Yup, if I need a kidney later I get it within a week or so, top of the list. They will honor my gift should anything happen to me later, they run a good business that way. If they didn't I don't think they'd get many donors.

Statistically speaking, kidney donors live longer lives than the average person, we had be in good shape to give and there is a mild sort of a sword of Damocles to incentivize us in sticking to our better habits. We'll call it the scalpel of Damocles. The odds of renal failure in me jump from 0.3% to 0.9%. Which is a risk I am willing to take.

HarperWillowes55 karma

First things first, I am a hideous rotting pumpkin right now (https://imgur.com/QoEkiPo).

The procedure was about 4 hours. I was out the whole time. What you are looking at was taken today. The end scar will look much like a c-section scar (it is right above my pubis).

I got in the best shape I have been since high school and plan to keep it up for my long term one-kidney-wonder health. I researched, talked to the people I loved, and wept to a lot of inspirational songs by Watsky. It was actually pretty emotional and embarrassing. Talking about this stuff in person still gets me all teary eyed, it is such a heart on your sleeve moment. The vulnerability is absolute.

My diet is a reasonable diet, the type we are all literally supposed to do as adults. It is actually easy, veggie-heavy meals, lean proteins, limited fat and salts, limited alcohol, no excessive sugars or overeating. The doctor's standard prescription.

UCLA is a fantastic hospital, they have an amazing staff and some of the best doctors, nurses and surgeons around doing better west of the Mississippi is harder to do. There isn't a word I have for them that isn't glowing.

The full recovery until they let me lift 10 pounds and over is 6 weeks, I must wait so that I don't herniate myself in over-exuberance.

As far as gifts, I love a good animal shaped mug.

Next I'll get to the library question.

HarperWillowes45 karma

Honestly, a deeply fair question. We make our light in this darkness, if there is enough of us we can really do something. If you wait for someone else to prove it is worthwhile you might die waiting. But if you light that first torch, you never know who else will follow next. Really.

HarperWillowes32 karma

Here is the stunning thing, and I really mean this because it floored me, I feel the same.
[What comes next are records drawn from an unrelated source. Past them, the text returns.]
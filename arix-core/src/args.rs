//! Call-site argument packing.
//!
//! [`IntoArgs`] turns the things a caller naturally has at hand (a tuple of
//! plain Rust values, a `Vec`, a slice) into the owned argument list a
//! dispatcher consumes.

use crate::value::Value;

/// Conversion into an ordered argument list.
///
/// # Example
///
/// ```
/// use arix_core::{IntoArgs, Value};
///
/// let args = (2, 3.5, "x").into_args();
/// assert_eq!(args, vec![Value::Int(2), Value::Float(3.5), Value::from("x")]);
/// assert!(().into_args().is_empty());
/// ```
pub trait IntoArgs {
    /// Pack `self` into an argument list.
    fn into_args(self) -> Vec<Value>;
}

impl IntoArgs for () {
    fn into_args(self) -> Vec<Value> {
        Vec::new()
    }
}

impl IntoArgs for Vec<Value> {
    fn into_args(self) -> Vec<Value> {
        self
    }
}

impl IntoArgs for &[Value] {
    fn into_args(self) -> Vec<Value> {
        self.to_vec()
    }
}

impl<const N: usize> IntoArgs for [Value; N] {
    fn into_args(self) -> Vec<Value> {
        Vec::from(self)
    }
}

/// Macro to implement IntoArgs for tuples of convertible values.
macro_rules! impl_into_args_tuple {
    ($($T:ident),+) => {
        impl<$($T,)+> IntoArgs for ($($T,)+)
        where
            $($T: Into<Value>,)+
        {
            #[allow(non_snake_case)]
            fn into_args(self) -> Vec<Value> {
                let ($($T,)+) = self;
                vec![$($T.into(),)+]
            }
        }
    };
}

impl_into_args_tuple!(T1);
impl_into_args_tuple!(T1, T2);
impl_into_args_tuple!(T1, T2, T3);
impl_into_args_tuple!(T1, T2, T3, T4);
impl_into_args_tuple!(T1, T2, T3, T4, T5);
impl_into_args_tuple!(T1, T2, T3, T4, T5, T6);
impl_into_args_tuple!(T1, T2, T3, T4, T5, T6, T7);
impl_into_args_tuple!(T1, T2, T3, T4, T5, T6, T7, T8);
impl_into_args_tuple!(T1, T2, T3, T4, T5, T6, T7, T8, T9);
impl_into_args_tuple!(T1, T2, T3, T4, T5, T6, T7, T8, T9, T10);
impl_into_args_tuple!(T1, T2, T3, T4, T5, T6, T7, T8, T9, T10, T11);
impl_into_args_tuple!(T1, T2, T3, T4, T5, T6, T7, T8, T9, T10, T11, T12);
//! Numeric coercion used by handlers.

use arix::{
    ArityDispatcher, DispatchError, TypeMismatch, Value, ValueKind,
    coerce::{double, long, plus_one},
};

#[test]
fn test_plus_one() {
    assert_eq!(plus_one(&Value::from(1)).unwrap(), 2.0);
    assert_eq!(plus_one(&Value::from(1.5)).unwrap(), 2.5);
    assert_eq!(plus_one(&Value::from(41_i64)).unwrap(), 42.0);
    assert_eq!(plus_one(&Value::from(0.5_f32)).unwrap(), 1.5);
}

#[test]
fn test_narrow_integers_coerce() {
    assert_eq!(double(&Value::from(7_u8)).unwrap(), 7.0);
    assert_eq!(long(&Value::from(-7_i16)).unwrap(), -7);
    assert_eq!(long(&Value::from(3.99)).unwrap(), 3);
}

#[test]
fn test_non_numeric_is_type_mismatch() {
    let err = double(&Value::from("1")).unwrap_err();
    assert_eq!(
        err,
        TypeMismatch {
            expected: "float",
            found: ValueKind::Str,
        }
    );
    assert_eq!(long(&Value::from(vec![1])).unwrap_err().found, ValueKind::List);
}

#[test]
fn test_type_mismatch_surfaces_through_dispatch() {
    let sum = ArityDispatcher::builder()
        .binary(|x, y| Ok(Value::Float(double(x)? + double(y)?)))
        .build();

    assert_eq!(sum.call((1, 2.5)).unwrap(), Value::Float(3.5));

    let source = match sum.call((1, "x")) {
        Err(DispatchError::Handler { source, .. }) => source,
        other => panic!("expected handler error, got {other:?}"),
    };
    let mismatch = source.downcast_ref::<TypeMismatch>().unwrap();
    assert_eq!(mismatch.found, ValueKind::Str);
}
It is seven days out from the surgery and I only feel inflation pain from the surgery (they inflate us like balloons for the laparoscopic procedure) if I walk 15 minutes briskly and only feel the surgical wounds when my clothes brush against them roughly. The gas bubbles from the same inflation shift when I change orientations and I feel that as well. It's not pain, it's just odd.
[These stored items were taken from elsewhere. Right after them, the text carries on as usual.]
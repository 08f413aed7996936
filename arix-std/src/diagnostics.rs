//! Diagnostic output for handlers.
//!
//! Handlers describe the arguments they received on a [`Diagnostics`] sink.
//! The output is for observation only and its format is not stable.

use std::{
    io::Write,
    sync::{Arc, Mutex},
};

/// Where handler diagnostic lines go.
#[derive(Clone, Debug, Default)]
pub enum Diagnostics {
    /// One line per call on standard output. Write errors are dropped.
    #[default]
    Stdout,
    /// Lines are kept in a shared buffer, for tests.
    Recording(Arc<Mutex<Vec<String>>>),
    /// Lines are dropped.
    Silent,
}

impl Diagnostics {
    /// Create a recording sink with an empty buffer.
    pub fn recording() -> Self {
        Diagnostics::Recording(Arc::new(Mutex::new(Vec::new())))
    }

    /// Emit one diagnostic line.
    pub fn emit(&self, line: impl Into<String>) {
        let line = line.into();
        #[cfg(feature = "tracing")]
        {
            tracing::trace!(%line, "handler diagnostic");
        }
        match self {
            Diagnostics::Stdout => {
                // Write failures (closed stdout) are ignored.
                let _ = writeln!(std::io::stdout().lock(), "{line}");
            }
            Diagnostics::Recording(lines) => {
                lines.lock().unwrap_or_else(|e| e.into_inner()).push(line);
            }
            Diagnostics::Silent => {}
        }
    }

    /// Lines recorded so far. Always empty for non-recording sinks.
    pub fn lines(&self) -> Vec<String> {
        match self {
            Diagnostics::Recording(lines) => lines.lock().unwrap_or_else(|e| e.into_inner()).clone(),
            Diagnostics::Stdout | Diagnostics::Silent => Vec::new(),
        }
    }

    /// Drop recorded lines.
    pub fn clear(&self) {
        if let Diagnostics::Recording(lines) = self {
            lines.lock().unwrap_or_else(|e| e.into_inner()).clear();
        }
    }
}

#[cfg(test)]
mod tests {
    use super::*;

    #[test]
    fn test_recording_sink_is_shared_between_clones() {
        let sink = Diagnostics::recording();
        let clone = sink.clone();
        clone.emit("2 3");
        sink.emit(String::from("8"));
        assert_eq!(sink.lines(), vec!["2 3", "8"]);

        sink.clear();
        assert!(clone.lines().is_empty());
    }

    #[test]
    fn test_silent_sink_records_nothing() {
        let sink = Diagnostics::Silent;
        sink.emit("ignored");
        assert!(sink.lines().is_empty());
    }

    #[test]
    fn test_stdout_sink_writes_and_keeps_nothing() {
        let sink = Diagnostics::default();
        assert!(matches!(sink, Diagnostics::Stdout));
        sink.emit("2 3 [4]");
        assert!(sink.lines().is_empty());
    }
}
That said, if someone moved towards me to hug me I'd step back: I am healing, don't squeeze me.

HarperWillowes28 karma

Oh, how I deeply love you for asking this.
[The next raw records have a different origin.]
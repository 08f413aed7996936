//! Dynamically typed argument values.
//!
//! A [`Value`] is what flows through a dispatcher: every argument of a call and
//! every handler result. The set of kinds is closed; handlers inspect values by
//! matching on the variants.

use std::fmt;

/// A dynamically typed value passed to or returned from a handler.
#[derive(Debug, Clone, PartialEq)]
pub enum Value {
    /// A signed integer. Narrower integer types widen into this.
    Int(i64),
    /// A floating-point number. `f32` widens into this.
    Float(f64),
    /// A string.
    Str(String),
    /// An ordered sequence of values.
    List(Vec<Value>),
}

/// The kind of a [`Value`], without its payload.
#[derive(Debug, Clone, Copy, PartialEq, Eq, Hash)]
pub enum ValueKind {
    /// [`Value::Int`]
    Int,
    /// [`Value::Float`]
    Float,
    /// [`Value::Str`]
    Str,
    /// [`Value::List`]
    List,
}

impl Value {
    /// Returns the kind of this value.
    pub const fn kind(&self) -> ValueKind {
        match self {
            Value::Int(_) => ValueKind::Int,
            Value::Float(_) => ValueKind::Float,
            Value::Str(_) => ValueKind::Str,
            Value::List(_) => ValueKind::List,
        }
    }

    /// Returns the string payload, if this is a [`Value::Str`].
    pub fn as_str(&self) -> Option<&str> {
        match self {
            Value::Str(s) => Some(s),
            _ => None,
        }
    }
}

impl fmt::Display for ValueKind {
    fn fmt(&self, f: &mut fmt::Formatter<'_>) -> fmt::Result {
        let name = match self {
            ValueKind::Int => "int",
            ValueKind::Float => "float",
            ValueKind::Str => "string",
            ValueKind::List => "list",
        };
        f.write_str(name)
    }
}

impl fmt::Display for Value {
    fn fmt(&self, f: &mut fmt::Formatter<'_>) -> fmt::Result {
        match self {
            Value::Int(n) => write!(f, "{n}"),
            Value::Float(x) => write!(f, "{x}"),
            Value::Str(s) => f.write_str(s),
            Value::List(items) => {
                f.write_str("[")?;
                for (i, item) in items.iter().enumerate() {
                    if i > 0 {
                        f.write_str(" ")?;
                    }
                    write!(f, "{item}")?;
                }
                f.write_str("]")
            }
        }
    }
}

// Conversions

macro_rules! impl_from_int {
    ($($T:ty),+) => {
        $(
            impl From<$T> for Value {
                fn from(n: $T) -> Self {
                    Value::Int(i64::from(n))
                }
            }
        )+
    };
}

impl_from_int!(i8, i16, i32, i64, u8, u16, u32);

impl From<isize> for Value {
    fn from(n: isize) -> Self {
        // isize is at most 64 bits on every supported target.
        Value::Int(n as i64)
    }
}

impl From<f32> for Value {
    fn from(x: f32) -> Self {
        Value::Float(f64::from(x))
    }
}

impl From<f64> for Value {
    fn from(x: f64) -> Self {
        Value::Float(x)
    }
}

impl From<&str> for Value {
    fn from(s: &str) -> Self {
        Value::Str(s.to_owned())
    }
}

impl From<String> for Value {
    fn from(s: String) -> Self {
        Value::Str(s)
    }
}

impl<T: Into<Value>> From<Vec<T>> for Value {
    fn from(items: Vec<T>) -> Self {
        Value::List(items.into_iter().map(Into::into).collect())
    }
}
He's my hero, in the "he's still just a human" kind of way.

He is a journalist for Vox who wrote an article and made a video for his donation of a kidney to a stranger, it is grounded in the hardest of facts and statistics (where I am clearly all heart and emotional drive). This is his work (https://www.vox.com/science-and-health/2017/4/11/12716978/kidney-donation-dylan-matthews).

I don't expect you to go through all of it, it is just there if you want it.

Roughly: he decided that donating a kidney is a net good for the world, so he did it. He told as many people as he could so that he could make sure the good would be part of a chain that never ended. I'm here, so his isn't that wrong.